Sir Michael is currently Honorary Professor at the University of Edinburgh.
He was elected to a Fellowship at St Catherine's College, Oxford, in 1961,
and held the Savilian Chair of Geometry from 1963 to 1969. After three years at
the Institute for Advanced Studies, Princeton, he returned to Oxford and held a
Royal Society Research Chair at the Mathematical Institute until 1990, when he
left to become Master of Trinity College, Cambridge.
The Abel Prize was established in 2002 by the Norwegian Academy of Science
and Letters for outstanding scientific work in the field of Mathematics, giving
mathematics for the first time an international prize of the same scale and
importance as the Nobel Prize. The prize, worth about 750,000 Euros, was awarded
to Atiyah and Singer 'for their discovery and proof of the index theorem,
bringing together topology, geometry and analysis, and their outstanding role
in building new bridges between mathematics and theoretical physics.'
The index theorem unifies swathes of mathematical theories that were once
thought to be unrelated, bringing together branches of maths from topology to
geometry. Atiyah and Singer's work can be described as a tool that helps
scientists work out how many solutions there are to problems they are trying to
unpick – such as how heat flows, or how an object moves. 'It is basically a
formula that counts the number of solutions to another equation,' said Sir
Michael.
'This theory is now a cornerstone of maths; it is one of the most
fundamental results of the last 50 years,' said Elmer Rees, a colleague of
Atiyah's at Edinburgh University. Professor Marcus du Sautoy at Oxford said:
'It was as if an archaeologist had discovered exactly the same patterns on
tombs in completely different parts of the world, proving that some underlying
civilization had carved them all.'
Professor Frances Kirwan, FRS, President of the London Mathematical Society
and Fellow of Balliol College, said: 'I am enormously pleased at the award to
Michael and Is of this prestigious prize. It is a very appropriate recognition
of the fundamental importance of their work over the last four decades, which
has had a huge impact on so many areas of mathematics and theoretical
physics.'
Sir Michael is a member and former president of both the Royal Society and
the London Mathematical Society. He attended Manchester Grammar School and
Trinity College, Cambridge, where he received his PhD in 1955. He spent time at
the Institute for Advanced Studies, Princeton, and at Cambridge University,
before being appointed Savilian Professor of Geometry at Oxford in 1963. He
received the Fields Medal in 1966 and was awarded a Royal Society Research
Professorship in 1973. He was elected Master of Trinity College, Cambridge, in
1990, and was Director of the Isaac Newton Institute, Cambridge. He was
President of the London Mathematical Society from 1975 to 1977 and received its
De Morgan Medal (its highest award) in 1980. He was elected a Fellow of the
Royal Society in 1962 and was its President from 1990-95. He was knighted in
1983 and was made a Member of the Order of Merit in 1992.

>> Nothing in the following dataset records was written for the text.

//! Persistence boundary for exported strips.
//!
//! Uploads go through [`PersistenceBoundary`]. The bundled
//! [`LocalDirectoryStore`] files each strip under its season directory and
//! writes a JSON record next to it.

use std::path::{Path, PathBuf};
use std::sync::Arc;

use chrono::{DateTime, Utc};
use serde::{Deserialize, Serialize};
use tokio::io::AsyncWriteExt;

use snapstrip_common::error::{SnapstripError, SnapstripResult};
use snapstrip_common::{epoch_millis, SystemClock, WallClock};
use snapstrip_processing_core::png_dimensions;
use snapstrip_strip_model::{SeasonId, StripMetadata};

/// Value of [`UploadMetadata::source`] for strips made by the booth.
pub const UPLOAD_SOURCE: &str = "photo-booth";
/// Version of the upload metadata layout.
pub const UPLOAD_METADATA_VERSION: &str = "1.0";

/// An encoded file handed to the store.
#[derive(Debug, Clone)]
pub struct UploadFile {
    pub name: String,
    pub mime_type: String,
    pub bytes: Vec<u8>,
}

#[derive(Debug, Clone, Copy, PartialEq, Eq, Serialize, Deserialize)]
pub struct StripDimensions {
    pub width: u32,
    pub height: u32,
}

/// Descriptive metadata sent with an upload.
#[derive(Debug, Clone, PartialEq, Serialize, Deserialize)]
#[serde(rename_all = "camelCase")]
pub struct UploadMetadata {
    pub photo_count: usize,
    /// `#rrggbb`
    pub background_color: String,
    pub strip_dimensions: StripDimensions,
    pub generated_at: DateTime<Utc>,
    pub source: String,
    pub version: String,
}

impl From<&StripMetadata> for UploadMetadata {
    fn from(meta: &StripMetadata) -> Self {
        Self {
            photo_count: meta.photo_count,
            background_color: meta.background.hex(),
            strip_dimensions: StripDimensions {
                width: meta.width,
                height: meta.height,
            },
            generated_at: meta.generated_at,
            source: UPLOAD_SOURCE.to_string(),
            version: UPLOAD_METADATA_VERSION.to_string(),
        }
    }
}

/// Record describing a stored strip.
#[derive(Debug, Clone, PartialEq, Serialize, Deserialize)]
pub struct StoredPhoto {
    pub season_id: SeasonId,
    /// Path relative to the store root, `<season>/<millis>.<ext>`.
    pub file_path: String,
    pub original_filename: String,
    pub file_size: u64,
    pub image_width: u32,
    pub image_height: u32,
    pub mime_type: String,
    pub metadata: UploadMetadata,
    pub generation_timestamp: DateTime<Utc>,
}

/// Remote or local storage that accepts finished strips.
#[async_trait::async_trait]
pub trait PersistenceBoundary: Send + Sync {
    async fn upload_photo(
        &self,
        file: UploadFile,
        season_id: &SeasonId,
        metadata: UploadMetadata,
    ) -> SnapstripResult<StoredPhoto>;

    /// Store name for logs.
    fn name(&self) -> &str;
}

/// Stores strips as files under a root directory.
pub struct LocalDirectoryStore {
    root: PathBuf,
    clock: Arc<dyn WallClock>,
}

impl LocalDirectoryStore {
    pub fn new(root: impl Into<PathBuf>) -> Self {
        Self {
            root: root.into(),
            clock: Arc::new(SystemClock),
        }
    }

    pub fn with_clock(mut self, clock: Arc<dyn WallClock>) -> Self {
        self.clock = clock;
        self
    }

    pub fn root(&self) -> &Path {
        &self.root
    }

    /// Load every record stored for `season_id`, oldest first.
    pub async fn records(&self, season_id: &SeasonId) -> SnapstripResult<Vec<StoredPhoto>> {
        let dir = self.root.join(season_id.to_string());
        let mut entries = match tokio::fs::read_dir(&dir).await {
            Ok(entries) => entries,
            Err(e) if e.kind() == std::io::ErrorKind::NotFound => return Ok(Vec::new()),
            Err(e) => return Err(e.into()),
        };

        let mut records = Vec::new();
        while let Some(entry) = entries.next_entry().await? {
            let path = entry.path();
            if path.extension().and_then(|e| e.to_str()) != Some("json") {
                continue;
            }
            let text = tokio::fs::read_to_string(&path).await?;
            records.push(serde_json::from_str::<StoredPhoto>(&text)?);
        }
        records.sort_by(|a, b| a.file_path.cmp(&b.file_path));
        Ok(records)
    }
}

#[async_trait::async_trait]
impl PersistenceBoundary for LocalDirectoryStore {
    async fn upload_photo(
        &self,
        file: UploadFile,
        season_id: &SeasonId,
        metadata: UploadMetadata,
    ) -> SnapstripResult<StoredPhoto> {
        if file.bytes.is_empty() {
            return Err(SnapstripError::upload("Refusing to store an empty file"));
        }
        let (image_width, image_height) = png_dimensions(&file.bytes)
            .map_err(|e| SnapstripError::upload(format!("Unreadable upload: {e}")))?;

        let extension = Path::new(&file.name)
            .extension()
            .and_then(|e| e.to_str())
            .unwrap_or("png");
        let stamp = epoch_millis(self.clock.now());
        let file_path = format!("{season_id}/{stamp}.{extension}");

        let season_dir = self.root.join(season_id.to_string());
        tokio::fs::create_dir_all(&season_dir).await?;

        let target = self.root.join(&file_path);
        let mut out = match tokio::fs::OpenOptions::new()
            .write(true)
            .create_new(true)
            .open(&target)
            .await
        {
            Ok(out) => out,
            Err(e) if e.kind() == std::io::ErrorKind::AlreadyExists => {
                return Err(SnapstripError::upload(format!("{file_path} already exists")));
            }
            Err(e) => return Err(e.into()),
        };
        out.write_all(&file.bytes).await?;
        out.flush().await?;

        let record = StoredPhoto {
            season_id: season_id.clone(),
            file_path,
            original_filename: file.name,
            file_size: file.bytes.len() as u64,
            image_width,
            image_height,
            mime_type: file.mime_type,
            generation_timestamp: metadata.generated_at,
            metadata,
        };
        let json = serde_json::to_string_pretty(&record)?;
        tokio::fs::write(target.with_extension("json"), json).await?;

        tracing::info!(
            path = %target.display(),
            bytes = record.file_size,
            "Strip stored"
        );
        Ok(record)
    }

    fn name(&self) -> &str {
        "local-directory"
    }
}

The Abel Prize was established in 2001 by the government of Norway, marking
the bicentenary of the birth of the Norwegian mathematician Niels Henrik Abel.
Abel, who died at 26 of tuberculosis, revolutionized the theory of equations,
complex analysis, number theory and algebraic geometry. Along with the Fields
medal, which Sir Michael has also been awarded, the Abel Prize is considered
the maths equivalent of the Nobel Prize.